- **PROBLEM DESCRIPTION**: Only the lines holding "Clone" are wanted here; copy each from the listing.

- **AVAILABLE DATA**:
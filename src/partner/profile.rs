//! Partner trait profiles (read-only view of the progression store)

use serde::{Deserialize, Serialize};
use std::collections::HashMap;

use crate::core::types::PartnerId;

/// Character traits the delivery engine knows how to reward
///
/// Profiles come from the progression store and may name traits this engine
/// has no rule for; those read as `Other` and earn nothing.
#[derive(Debug, Clone, Copy, PartialEq, Eq, Hash, Serialize, Deserialize)]
#[serde(rename_all = "snake_case")]
pub enum CharacterTrait {
    EnhancedSenses,
    PatternRecognition,
    AttentionToDetail,
    Hyperfocus,
    RoutineMastery,
    #[serde(other)]
    Other,
}

/// Mastery tiers as stored in the mastery map
pub mod mastery {
    pub const BRONZE: u8 = 0;
    pub const SILVER: u8 = 1;
    pub const GOLD: u8 = 2;
}

/// A partner's traits and per-trait mastery level
#[derive(Debug, Clone, PartialEq, Eq, Serialize, Deserialize)]
pub struct PartnerTraitProfile {
    pub partner_id: PartnerId,
    #[serde(default)]
    pub primary_trait: Option<CharacterTrait>,
    #[serde(default)]
    pub secondary_trait: Option<CharacterTrait>,
    #[serde(default)]
    pub tertiary_trait: Option<CharacterTrait>,
    #[serde(default)]
    pub mastery: HashMap<CharacterTrait, u8>,
}

impl PartnerTraitProfile {
    pub fn new(partner_id: PartnerId) -> Self {
        Self {
            partner_id,
            primary_trait: None,
            secondary_trait: None,
            tertiary_trait: None,
            mastery: HashMap::new(),
        }
    }

    pub fn with_primary(mut self, trait_id: CharacterTrait, level: u8) -> Self {
        self.primary_trait = Some(trait_id);
        self.mastery.insert(trait_id, level);
        self
    }

    pub fn with_secondary(mut self, trait_id: CharacterTrait, level: u8) -> Self {
        self.secondary_trait = Some(trait_id);
        self.mastery.insert(trait_id, level);
        self
    }

    pub fn with_tertiary(mut self, trait_id: CharacterTrait, level: u8) -> Self {
        self.tertiary_trait = Some(trait_id);
        self.mastery.insert(trait_id, level);
        self
    }

    /// Is the trait in one of the three trait slots?
    pub fn has_trait(&self, trait_id: CharacterTrait) -> bool {
        [self.primary_trait, self.secondary_trait, self.tertiary_trait]
            .iter()
            .any(|slot| *slot == Some(trait_id))
    }

    /// Mastery level for a trait (bronze when unrecorded)
    pub fn mastery_of(&self, trait_id: CharacterTrait) -> u8 {
        self.mastery
            .get(&trait_id)
            .copied()
            .unwrap_or(mastery::BRONZE)
    }

    /// Mastery level, but only for traits the partner actually carries
    pub fn slotted_mastery(&self, trait_id: CharacterTrait) -> Option<u8> {
        self.has_trait(trait_id).then(|| self.mastery_of(trait_id))
    }
}

#[cfg(test)]
mod tests {
    use super::*;

    #[test]
    fn test_has_trait_checks_all_slots() {
        let profile = PartnerTraitProfile::new(PartnerId::new("mika"))
            .with_tertiary(CharacterTrait::Hyperfocus, mastery::SILVER);
        assert!(profile.has_trait(CharacterTrait::Hyperfocus));
        assert!(!profile.has_trait(CharacterTrait::RoutineMastery));
    }

    #[test]
    fn test_mastery_without_slot_is_ignored() {
        let mut profile = PartnerTraitProfile::new(PartnerId::new("mika"));
        profile.mastery.insert(CharacterTrait::EnhancedSenses, mastery::GOLD);
        assert_eq!(profile.mastery_of(CharacterTrait::EnhancedSenses), mastery::GOLD);
        assert_eq!(profile.slotted_mastery(CharacterTrait::EnhancedSenses), None);
    }

    #[test]
    fn test_missing_mastery_defaults_to_bronze() {
        let mut profile = PartnerTraitProfile::new(PartnerId::new("mika"));
        profile.primary_trait = Some(CharacterTrait::PatternRecognition);
        assert_eq!(
            profile.slotted_mastery(CharacterTrait::PatternRecognition),
            Some(mastery::BRONZE)
        );
    }

    #[test]
    fn test_profile_from_json() {
        let json = r#"{
            "partner_id": "rook",
            "primary_trait": "attention_to_detail",
            "mastery": {"attention_to_detail": 2}
        }"#;
        let profile: PartnerTraitProfile = serde_json::from_str(json).unwrap();
        assert_eq!(profile.primary_trait, Some(CharacterTrait::AttentionToDetail));
        assert_eq!(profile.mastery_of(CharacterTrait::AttentionToDetail), 2);
        assert!(profile.secondary_trait.is_none());
    }

    #[test]
    fn test_profile_with_foreign_traits_parses() {
        let json = r#"{
            "partner_id": "rook",
            "primary_trait": "pattern_recognition",
            "secondary_trait": "creative_thinking",
            "tertiary_trait": "night_owl",
            "mastery": {"pattern_recognition": 1, "creative_thinking": 2, "night_owl": 1}
        }"#;
        let profile: PartnerTraitProfile = serde_json::from_str(json).unwrap();
        assert_eq!(profile.primary_trait, Some(CharacterTrait::PatternRecognition));
        assert_eq!(profile.secondary_trait, Some(CharacterTrait::Other));
        assert_eq!(profile.tertiary_trait, Some(CharacterTrait::Other));
        assert_eq!(
            profile.slotted_mastery(CharacterTrait::PatternRecognition),
            Some(mastery::SILVER)
        );
    }
}
//! Idea lifecycle state machine.
//!
//! ```text
//!   NewIdea ──► WIP ──► Active ──► Exit
//!                │
//!                └────► Pass
//! ```
//!
//! Exit and Pass are terminal. [`Idea::transition`] is a pure guard and
//! accumulator: it checks the transition graph, the minimum time in the
//! current stage, and the closing-action requirement, then records the
//! change. It never samples anything; durations are supplied by the caller.

pub mod error;
pub mod idea;
pub mod policy;

pub use error::{LifecycleError, Result};
pub use idea::{Idea, StageChange};
pub use policy::{LifecyclePolicy, validate_path};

- **SOLUTION TO THIS PROBLEM**:
#[derive(Debug, Clone, Copy, PartialEq, Eq, Hash, Serialize, Deserialize)]
#[derive(Debug, Clone, PartialEq, Eq, Serialize, Deserialize)]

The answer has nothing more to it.